- EXERCISE OBJECTIVE: In the entries below, every line that contains "chunks" must be located and copied.

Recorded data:

■ ■ ■ ■ ■ ■ ■

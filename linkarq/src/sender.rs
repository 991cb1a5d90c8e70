//! Go-Back-N sender: fragmentation, window management, timers, and
//! cumulative-ACK bookkeeping.
//!
//! The sender holds no reference to the channel or receiver; [`crate::session`]
//! drives it through these primitives, keeping the state machine testable
//! in isolation (see the tests below). Sender and receiver share no
//! mutable state directly -- only the channel mediates between them.

use std::collections::BTreeSet;
use std::time::Duration;

use tokio::time::Instant;

use crate::frame::{Frame, MAX_PAYLOAD};

/// Tunables for a sender, with the documented defaults.
#[derive(Debug, Clone, Copy)]
pub struct SenderConfig {
    pub window_size: usize,
    pub timeout: Duration,
    pub max_attempts: u32,
}

impl Default for SenderConfig {
    fn default() -> Self {
        Self {
            window_size: 5,
            timeout: Duration::from_millis(250),
            max_attempts: 5,
        }
    }
}

/// Statistics accumulated over a sender's lifetime.
#[derive(Debug, Clone, Copy, Default, PartialEq)]
pub struct SenderStats {
    pub frames_sent: u64,
    pub frames_retransmitted: u64,
    pub acks_received: u64,
}

/// Go-Back-N sender state for a single message.
pub struct Sender {
    frames: Vec<Vec<u8>>,
    base: usize,
    window_size: usize,
    timeout: Duration,
    max_attempts: u32,
    attempts: Vec<u32>,
    send_time: Vec<Option<Instant>>,
    ack_set: BTreeSet<u8>,
    stats: SenderStats,
}

impl Sender {
    /// Fragments `message` into chunks of at most [`MAX_PAYLOAD`] bytes,
    /// preserving order.
    pub fn new(message: &[u8], config: SenderConfig) -> Self {
        let frames: Vec<Vec<u8>> = if message.is_empty() {
            Vec::new()
        } else {
            message.chunks(MAX_PAYLOAD).map(|c| c.to_vec()).collect()
        };
        let n = frames.len();

        Self {
            frames,
            base: 0,
            window_size: config.window_size,
            timeout: config.timeout,
            max_attempts: config.max_attempts,
            attempts: vec![0; n],
            send_time: vec![None; n],
            ack_set: BTreeSet::new(),
            stats: SenderStats::default(),
        }
    }

    pub fn frame_count(&self) -> usize {
        self.frames.len()
    }

    pub fn base(&self) -> usize {
        self.base
    }

    pub fn is_complete(&self) -> bool {
        self.base >= self.frames.len()
    }

    pub fn stats(&self) -> SenderStats {
        self.stats
    }

    pub fn attempts_for(&self, i: usize) -> u32 {
        self.attempts[i]
    }

    fn window_end(&self) -> usize {
        (self.base + self.window_size).min(self.frames.len())
    }

    /// Indices in the current window, in order.
    pub fn window_indices(&self) -> Vec<usize> {
        (self.base..self.window_end()).collect()
    }

    /// Indices in the current window that have never been transmitted.
    pub fn unsent_in_window(&self) -> Vec<usize> {
        self.window_indices()
            .into_iter()
            .filter(|&i| self.attempts[i] == 0)
            .collect()
    }

    /// Builds the DATA frame for index `i`.
    pub fn build_frame(&self, i: usize) -> Frame {
        Frame::data(i as u8, self.frames[i].clone())
    }

    /// Whether transmitting frame `i` again would exceed `max_attempts`.
    pub fn would_abandon(&self, i: usize) -> bool {
        self.attempts[i] >= self.max_attempts
    }

    /// Records that frame `i` was just put on the wire.
    pub fn record_transmission(&mut self, i: usize, now: Instant, is_retransmit: bool) {
        self.send_time[i] = Some(now);
        self.attempts[i] += 1;
        if is_retransmit {
            self.stats.frames_retransmitted += 1;
        } else {
            self.stats.frames_sent += 1;
        }
    }

    /// Whether the oldest unacknowledged frame has exceeded `timeout`.
    pub fn base_timed_out(&self, now: Instant) -> bool {
        if self.base >= self.frames.len() {
            return false;
        }
        match self.send_time[self.base] {
            Some(sent_at) => now.duration_since(sent_at) > self.timeout,
            None => false,
        }
    }

    /// Applies a cumulative ACK for sequence `k`: every frame in
    /// `base..=k` becomes acknowledged, and the window advances past any
    /// now-contiguous run of acknowledged frames at its base.
    pub fn apply_ack(&mut self, k: u8) {
        self.stats.acks_received += 1;

        let upper = k as usize;
        for j in self.base..=upper.min(self.frames.len().saturating_sub(1)) {
            if j > upper {
                break;
            }
            self.ack_set.insert(j as u8);
            self.send_time[j] = None;
        }

        self.advance_window();
    }

    fn advance_window(&mut self) {
        while self.base < self.frames.len() && self.ack_set.contains(&(self.base as u8)) {
            self.ack_set.remove(&(self.base as u8));
            self.base += 1;
        }
        self.ack_set.retain(|&s| (s as usize) >= self.base);
    }
}

#[cfg(test)]
mod tests {
    use super::*;

    fn sender(message: &[u8], window: usize) -> Sender {
        Sender::new(
            message,
            SenderConfig {
                window_size: window,
                timeout: Duration::from_millis(250),
                max_attempts: 5,
            },
        )
    }

    #[test]
    fn fragments_respect_max_payload() {
        let message = vec![0u8; 250];
        let sender = sender(&message, 5);
        assert_eq!(sender.frame_count(), 3);
    }

    #[test]
    fn fragment_sizes_match_boundary_scenario() {
        let message = vec![0u8; 250];
        let sender = sender(&message, 5);
        let sizes: Vec<usize> = (0..sender.frame_count())
            .map(|i| sender.build_frame(i).payload.len())
            .collect();
        assert_eq!(sizes, vec![100, 100, 50]);
    }

    #[test]
    fn empty_message_yields_zero_frames_and_is_immediately_complete() {
        let sender = sender(&[], 5);
        assert_eq!(sender.frame_count(), 0);
        assert!(sender.is_complete());
    }

    #[tokio::test(start_paused = true)]
    async fn base_times_out_after_configured_duration() {
        let mut sender = sender(b"AAABBBCCC", 5);
        sender.record_transmission(0, Instant::now(), false);
        assert!(!sender.base_timed_out(Instant::now()));

        tokio::time::advance(Duration::from_millis(300)).await;
        assert!(sender.base_timed_out(Instant::now()));
    }

    #[test]
    fn cumulative_ack_advances_base_past_acknowledged_run() {
        let message = vec![0u8; 250]; // 3 frames: 100, 100, 50
        let mut sender = sender(&message, 5);
        let now = tokio::time::Instant::now();
        for i in sender.unsent_in_window() {
            sender.record_transmission(i, now, false);
        }
        sender.apply_ack(1); // acks frames 0 and 1 cumulatively
        assert_eq!(sender.base(), 2);
    }

    #[test]
    fn duplicate_ack_below_base_is_a_no_op() {
        let message = vec![0u8; 9];
        let mut sender = sender(&message, 5);
        for i in sender.unsent_in_window() {
            sender.record_transmission(i, Instant::now(), false);
        }
        sender.apply_ack(0);
        assert_eq!(sender.base(), 1);
        sender.apply_ack(0); // stale duplicate, base already past it
        assert_eq!(sender.base(), 1);
    }

    #[test]
    fn would_abandon_true_once_attempts_reach_max() {
        let message = vec![0u8; 9];
        let mut sender = sender(&message, 5);
        for _ in 0..5 {
            sender.record_transmission(0, Instant::now(), true);
        }
        assert!(sender.would_abandon(0));
    }

    #[test]
    fn base_is_monotonically_non_decreasing_across_acks() {
        let message = vec![0u8; 500]; // 5 frames
        let mut sender = sender(&message, 5);
        let now = tokio::time::Instant::now();
        for i in sender.unsent_in_window() {
            sender.record_transmission(i, now, false);
        }
        let mut last_base = sender.base();
        for k in 0..5u8 {
            sender.apply_ack(k);
            assert!(sender.base() >= last_base);
            last_base = sender.base();
        }
        assert_eq!(sender.base(), 5);
    }
}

■ ■ ■ ■ ■ ■ ■

- RESULT:
    /// Fragments `message` into chunks of at most [`MAX_PAYLOAD`] bytes,
            message.chunks(MAX_PAYLOAD).map(|c| c.to_vec()).collect()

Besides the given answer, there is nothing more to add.